In adipocytes, mitochondrial uncoupling is known to trigger a triglyceride loss comparable with the one induced by TNFα, a proinflammatory cytokine. However, the impact of a mitochondrial uncoupling on the abundance/composition of mitochondria and its connection with triglyceride content in adipocytes is largely unknown. In this work, the effects of a mild mitochondrial uncoupling triggered by FCCP were investigated on the mitochondrial population of 3T3-L1 adipocytes by both quantitative and qualitative approaches. We found that mild mitochondrial uncoupling does not stimulate mitochondrial biogenesis in adipocytes but induces an adaptive cell response characterized by quantitative modifications of mitochondrial protein content.

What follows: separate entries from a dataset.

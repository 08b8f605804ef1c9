use std::sync::Arc;

use async_trait::async_trait;
use tracing::{debug, info, warn};

use super::{AnalysisEngine, RunContext};
use crate::config::EngineConfig;
use crate::errors::{AnalysisError, EngineFailure};
use crate::models::{AnalysisResult, ExtractedSection, Metadata, SubsectionAnalysis};
use crate::pdf_processor::{PageText, PdfProcessor};
use crate::progress::Stage;
use crate::ranking::{rank_sections, QueryProfile};
use crate::refine::refine_text;
use crate::request::AnalysisRequest;
use crate::sections::identify_sections;
use crate::utils::preview;

/// Extracts text from every PDF, splits it into sections, and ranks the
/// sections against the persona and job.
#[derive(Debug, Clone)]
pub struct PdfEngine {
    processor: PdfProcessor,
    config: EngineConfig,
}

impl PdfEngine {
    pub fn new(config: EngineConfig) -> Self {
        Self {
            processor: PdfProcessor::new(config.ocr_fallback),
            config,
        }
    }

    /// Parses documents one at a time on the blocking pool.
    async fn extract_all(
        &self,
        request: &AnalysisRequest,
        ctx: &RunContext,
    ) -> Result<Vec<Vec<PageText>>, AnalysisError> {
        let total = request.documents().len();
        let mut pages_per_doc = Vec::with_capacity(total);
        for (i, doc) in request.documents().iter().enumerate() {
            ctx.ensure_active()?;
            let processor = self.processor.clone();
            let name = doc.name.clone();
            let content = Arc::clone(&doc.content);
            let pages = tokio::task::spawn_blocking(move || processor.extract_pages(&name, &content))
                .await
                .map_err(|e| EngineFailure::Internal(format!("text extraction task failed: {e}")))??;
            info!(document = %doc.name, pages = pages.len(), "extracted text");
            ctx.progress().partial(Stage::ExtractingText, i + 1, total);
            pages_per_doc.push(pages);
        }
        Ok(pages_per_doc)
    }

    /// Everything after extraction. Pure CPU work over already-extracted
    /// pages, checkpointing after each stage.
    pub fn analyze_pages(
        &self,
        request: &AnalysisRequest,
        pages_per_doc: &[Vec<PageText>],
        ctx: &RunContext,
    ) -> Result<AnalysisResult, AnalysisError> {
        if pages_per_doc.iter().all(Vec::is_empty) {
            return Err(EngineFailure::NoUsableContent.into());
        }
        ctx.checkpoint(Stage::ExtractingText)?;

        let profile = QueryProfile::from_request(request.persona(), request.job());
        if profile.is_empty() {
            warn!("persona and job contain no searchable terms");
        }
        ctx.checkpoint(Stage::InterpretingPersona)?;

        let sections: Vec<_> = request
            .documents()
            .iter()
            .zip(pages_per_doc)
            .enumerate()
            .flat_map(|(i, (doc, pages))| identify_sections(i, &doc.name, pages))
            .collect();
        debug!(sections = sections.len(), "identified sections");
        ctx.checkpoint(Stage::IdentifyingSections)?;

        let ranked = rank_sections(sections, &profile, self.config.max_sections)?;
        ctx.checkpoint(Stage::RankingImportance)?;

        let subsection_analysis = ranked
            .iter()
            .take(self.config.max_subsections)
            .filter_map(|r| {
                let refined_text =
                    refine_text(&r.section.content, &profile, self.config.refined_text_chars);
                (!refined_text.is_empty()).then(|| SubsectionAnalysis {
                    document: r.section.document.clone(),
                    page_number: r.section.page_number,
                    refined_text,
                })
            })
            .collect();

        let extracted_sections = ranked
            .into_iter()
            .map(|r| ExtractedSection {
                document: r.section.document,
                page_number: r.section.page_number,
                section_title: r.section.title,
                importance_rank: r.rank,
                content: preview(&r.section.content, self.config.refined_text_chars),
            })
            .collect();
        ctx.checkpoint(Stage::GeneratingAnalysis)?;

        Ok(AnalysisResult {
            metadata: Metadata::now(
                request.document_names(),
                request.persona().clone(),
                request.job().to_string(),
            ),
            extracted_sections,
            subsection_analysis,
        })
    }
}

#[async_trait]
impl AnalysisEngine for PdfEngine {
    fn name(&self) -> &'static str {
        "pdf"
    }

    async fn analyze(
        &self,
        request: AnalysisRequest,
        ctx: &RunContext,
    ) -> Result<AnalysisResult, AnalysisError> {
        let pages_per_doc = self.extract_all(&request, ctx).await?;
        self.analyze_pages(&request, &pages_per_doc, ctx)
    }
}
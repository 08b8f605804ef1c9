//! Splits extracted page text into titled sections.
//!
//! A section runs from one detected heading to the next and keeps the page
//! number the heading was found on. Text that is not under any heading is
//! grouped per page and titled with its first line.

use once_cell::sync::Lazy;
use regex::Regex;

use crate::pdf_processor::PageText;
use crate::utils::truncate_at_char_boundary;

const MIN_HEADING_LEN: usize = 4;
const MAX_HEADING_LEN: usize = 100;
const MAX_HEADING_WORDS: usize = 12;
const FALLBACK_TITLE_LEN: usize = 80;

static HEADING_PATTERNS: Lazy<Vec<Regex>> = Lazy::new(|| {
    [
        r"^\d+(\.\d+)*\.?\s+[A-Z][^.!?]*$",             // 1. Numbered / 2.3 Nested
        r"^(Chapter|CHAPTER|Part|PART)\s+[\dIVXLC]+\b.*$", // Chapter headings
        r"^[A-Z][A-Z0-9\s&'/\-]{3,}$",                 // ALL CAPS headings
        r"^[A-Z][A-Za-z\s]{3,}:$",                     // Capitalised label:
    ]
    .iter()
    .map(|p| Regex::new(p).unwrap())
    .collect()
});

static TITLE_CASE: Lazy<Regex> =
    Lazy::new(|| Regex::new(r"^[A-Z][A-Za-z0-9'\-]*(\s+[A-Za-z0-9'&\-]+)*$").unwrap());

const MINOR_WORDS: &[&str] = &[
    "a", "an", "and", "as", "at", "by", "for", "from", "in", "into", "of", "on", "or", "the",
    "to", "with",
];

/// A located, titled block of text from one document.
#[derive(Debug, Clone, PartialEq, Eq)]
pub struct Section {
    pub document: String,
    pub doc_index: usize,
    pub page_number: u32,
    /// Order of appearance inside the document.
    pub position: usize,
    pub title: String,
    pub content: String,
}

/// Returns the heading text if `line` looks like a heading.
pub fn heading_title(line: &str) -> Option<String> {
    let line = line.trim();
    let len = line.chars().count();
    if !(MIN_HEADING_LEN..=MAX_HEADING_LEN).contains(&len) {
        return None;
    }
    if line.split_whitespace().count() > MAX_HEADING_WORDS {
        return None;
    }
    if line.ends_with(['.', ',', ';']) {
        return None;
    }

    let is_heading =
        HEADING_PATTERNS.iter().any(|re| re.is_match(line)) || is_title_case(line);
    is_heading.then(|| line.trim_end_matches(':').trim().to_string())
}

/// A single capitalised word, or several where every word that isn't a
/// minor word is capitalised.
fn is_title_case(line: &str) -> bool {
    if !TITLE_CASE.is_match(line) {
        return false;
    }
    let words: Vec<&str> = line.split_whitespace().collect();
    if words.len() == 1 {
        return line.chars().all(char::is_alphabetic);
    }
    words.iter().skip(1).all(|w| {
        MINOR_WORDS.contains(&w.to_lowercase().as_str())
            || w.chars().next().is_some_and(|c| c.is_uppercase() || c.is_ascii_digit())
    })
}

struct OpenSection {
    page_number: u32,
    title: String,
    from_heading: bool,
    lines: Vec<String>,
}

pub fn identify_sections(doc_index: usize, document: &str, pages: &[PageText]) -> Vec<Section> {
    let mut sections = Vec::new();
    let mut current: Option<OpenSection> = None;

    let flush = |open: Option<OpenSection>, sections: &mut Vec<Section>| {
        if let Some(open) = open {
            if open.lines.is_empty() {
                return;
            }
            sections.push(Section {
                document: document.to_string(),
                doc_index,
                page_number: open.page_number,
                position: sections.len(),
                title: open.title,
                content: open.lines.join(" "),
            });
        }
    };

    for page in pages {
        // Untitled text is grouped per page.
        if current.as_ref().is_some_and(|s| !s.from_heading) {
            flush(current.take(), &mut sections);
        }

        for line in page.text.lines().map(str::trim).filter(|l| !l.is_empty()) {
            if let Some(title) = heading_title(line) {
                flush(current.take(), &mut sections);
                current = Some(OpenSection {
                    page_number: page.number,
                    title,
                    from_heading: true,
                    lines: Vec::new(),
                });
                continue;
            }

            match current.as_mut() {
                Some(open) => open.lines.push(line.to_string()),
                None => {
                    current = Some(OpenSection {
                        page_number: page.number,
                        title: truncate_at_char_boundary(line, FALLBACK_TITLE_LEN)
                            .trim()
                            .to_string(),
                        from_heading: false,
                        lines: vec![line.to_string()],
                    })
                }
            }
        }
    }
    flush(current.take(), &mut sections);
    sections
}

#[cfg(test)]
mod tests {
    use super::*;

    fn page(number: u32, text: &str) -> PageText {
        PageText {
            number,
            text: text.to_string(),
        }
    }

    #[test]
    fn test_heading_shapes() {
        assert_eq!(heading_title("2.1 Experimental Setup").as_deref(), Some("2.1 Experimental Setup"));
        assert_eq!(heading_title("Chapter 3 Results").as_deref(), Some("Chapter 3 Results"));
        assert_eq!(heading_title("CONCLUSIONS").as_deref(), Some("CONCLUSIONS"));
        assert_eq!(heading_title("Coastal Adventures").as_deref(), Some("Coastal Adventures"));
        assert_eq!(heading_title("Things to Do in Nice").as_deref(), Some("Things to Do in Nice"));
        assert_eq!(heading_title("Ingredients:").as_deref(), Some("Ingredients"));
        assert_eq!(heading_title("Nightlife").as_deref(), Some("Nightlife"));
    }

    #[test]
    fn test_prose_is_not_a_heading() {
        assert_eq!(heading_title("The model was trained on four datasets."), None);
        assert_eq!(heading_title("The quick brown fox jumps"), None);
        assert_eq!(heading_title("however"), None);
        assert_eq!(heading_title("Step2b"), None);
        assert_eq!(heading_title(&"Word ".repeat(20)), None);
    }

    #[test]
    fn test_sections_keep_heading_page() {
        let pages = vec![
            page(1, "Introduction\nThis guide covers the coast.\nBeaches are plentiful."),
            page(2, "more text about beaches\nNightlife\nClubs open late in Nice."),
        ];
        let sections = identify_sections(0, "guide.pdf", &pages);
        assert_eq!(sections.len(), 2);
        assert_eq!(sections[0].title, "Introduction");
        assert_eq!(sections[0].page_number, 1);
        assert!(sections[0].content.contains("more text about beaches"));
        assert_eq!(sections[1].title, "Nightlife");
        assert_eq!(sections[1].page_number, 2);
        assert_eq!(sections[1].position, 1);
    }

    #[test]
    fn test_untitled_text_falls_back_per_page() {
        let pages = vec![
            page(1, "plain text without any headings, just prose."),
            page(4, "another page of prose, also lowercase."),
        ];
        let sections = identify_sections(2, "notes.pdf", &pages);
        assert_eq!(sections.len(), 2);
        assert_eq!(sections[0].page_number, 1);
        assert_eq!(sections[1].page_number, 4);
        assert_eq!(sections[1].title, "another page of prose, also lowercase.");
        assert!(sections.iter().all(|s| s.doc_index == 2));
    }

    #[test]
    fn test_empty_headings_are_dropped() {
        let pages = vec![page(1, "CONTENTS\nMethodology\nWe sampled cities at random.")];
        let sections = identify_sections(0, "a.pdf", &pages);
        assert_eq!(sections.len(), 1);
        assert_eq!(sections[0].title, "Methodology");
    }
}
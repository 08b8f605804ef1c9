use crate::ranking::QueryProfile;
use crate::utils::truncate_at_char_boundary;

/// Splits prose after `.`, `!` or `?` when followed by whitespace.
pub fn split_sentences(text: &str) -> Vec<&str> {
    let mut sentences = Vec::new();
    let mut start = 0;
    let mut chars = text.char_indices().peekable();
    while let Some((i, c)) = chars.next() {
        if matches!(c, '.' | '!' | '?') && chars.peek().is_some_and(|(_, next)| next.is_whitespace()) {
            let end = i + c.len_utf8();
            let sentence = text[start..end].trim();
            if !sentence.is_empty() {
                sentences.push(sentence);
            }
            start = end;
        }
    }
    let tail = text[start..].trim();
    if !tail.is_empty() {
        sentences.push(tail);
    }
    sentences
}

/// Condenses `content` to the sentences most relevant to `profile`, in their
/// original order, within `max_chars` bytes. Falls back to the leading
/// sentences when nothing matches.
pub fn refine_text(content: &str, profile: &QueryProfile, max_chars: usize) -> String {
    let sentences = split_sentences(content);
    if sentences.is_empty() || max_chars == 0 {
        return String::new();
    }

    let mut order: Vec<(usize, f64)> = sentences
        .iter()
        .enumerate()
        .map(|(i, s)| (i, profile.score_text(s)))
        .collect();
    order.sort_by(|a, b| b.1.total_cmp(&a.1).then(a.0.cmp(&b.0)));
    let best = order[0].0;

    let mut picked = Vec::new();
    let mut used = 0;
    for (i, _) in order {
        let len = sentences[i].len() + usize::from(!picked.is_empty());
        if used + len > max_chars {
            continue;
        }
        used += len;
        picked.push(i);
    }

    if picked.is_empty() {
        // Even the shortest sentence is too long: cut the best one.
        return truncate_at_char_boundary(sentences[best], max_chars).trim_end().to_string();
    }

    picked.sort_unstable();
    picked
        .iter()
        .map(|&i| sentences[i])
        .collect::<Vec<_>>()
        .join(" ")
}
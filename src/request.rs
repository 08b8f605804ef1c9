use std::fmt;
use std::sync::Arc;

use crate::errors::RequestError;
use crate::models::Persona;

pub const MIN_DOCUMENTS: usize = 2;
pub const MAX_DOCUMENTS: usize = 10;

const PDF_MEDIA_TYPE: &str = "application/pdf";

/// A named, uploaded file. The bytes are shared so that the request and
/// the run that consumes it never copy the payload.
#[derive(Clone)]
pub struct Document {
    pub name: String,
    pub content: Arc<[u8]>,
}

impl Document {
    pub fn new(name: impl Into<String>, content: impl Into<Arc<[u8]>>) -> Self {
        Self {
            name: name.into(),
            content: content.into(),
        }
    }

    pub fn size(&self) -> usize {
        self.content.len()
    }

    /// Media type guessed from the file name.
    pub fn media_type(&self) -> String {
        mime_guess::from_path(&self.name)
            .first_raw()
            .unwrap_or("application/octet-stream")
            .to_string()
    }

    pub fn ensure_pdf(&self) -> Result<(), RequestError> {
        let media_type = self.media_type();
        if media_type == PDF_MEDIA_TYPE {
            Ok(())
        } else {
            Err(RequestError::UnsupportedFileType {
                name: self.name.clone(),
                media_type,
            })
        }
    }
}

impl fmt::Debug for Document {
    fn fmt(&self, f: &mut fmt::Formatter<'_>) -> fmt::Result {
        f.debug_struct("Document")
            .field("name", &self.name)
            .field("size", &self.size())
            .finish()
    }
}

/// A validated request. The only way to build one is [`AnalysisRequest::new`],
/// so every engine receives input that already satisfies the document count,
/// persona and job invariants.
#[derive(Debug, Clone)]
pub struct AnalysisRequest {
    documents: Vec<Document>,
    persona: Persona,
    job: String,
}

impl AnalysisRequest {
    pub fn new(
        documents: Vec<Document>,
        persona: Persona,
        job: impl Into<String>,
    ) -> Result<Self, RequestError> {
        let job = job.into();
        let count = documents.len();
        if count < MIN_DOCUMENTS {
            return Err(RequestError::TooFewDocuments {
                count,
                min: MIN_DOCUMENTS,
            });
        }
        if count > MAX_DOCUMENTS {
            return Err(RequestError::TooManyDocuments {
                count,
                max: MAX_DOCUMENTS,
            });
        }
        if persona.role.trim().is_empty() {
            return Err(RequestError::MissingRole);
        }
        if job.trim().is_empty() {
            return Err(RequestError::MissingJob);
        }
        for doc in &documents {
            doc.ensure_pdf()?;
        }
        Ok(Self {
            documents,
            persona,
            job,
        })
    }

    pub fn documents(&self) -> &[Document] {
        &self.documents
    }

    pub fn persona(&self) -> &Persona {
        &self.persona
    }

    pub fn job(&self) -> &str {
        &self.job
    }

    pub fn document_names(&self) -> Vec<String> {
        self.documents.iter().map(|d| d.name.clone()).collect()
    }
}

Superoxide anion radical level was increased in mitochondria of both TNFα- and FCCP-treated adipocytes, whereas mitochondrial DNA copy number was significantly higher only in TNFα-treated cells. Subproteomic analysis revealed that the abundance of pyruvate carboxylase was reduced significantly in mitochondria of TNFα- and FCCP-treated adipocytes. Functional study showed that overexpression of this major enzyme of lipid metabolism is able to prevent the triglyceride content reduction in adipocytes exposed to mitochondrial uncoupling or TNFα. These results suggest a new mechanism by which the effects of mitochondrial uncoupling might limit triglyceride accumulation in adipocytes.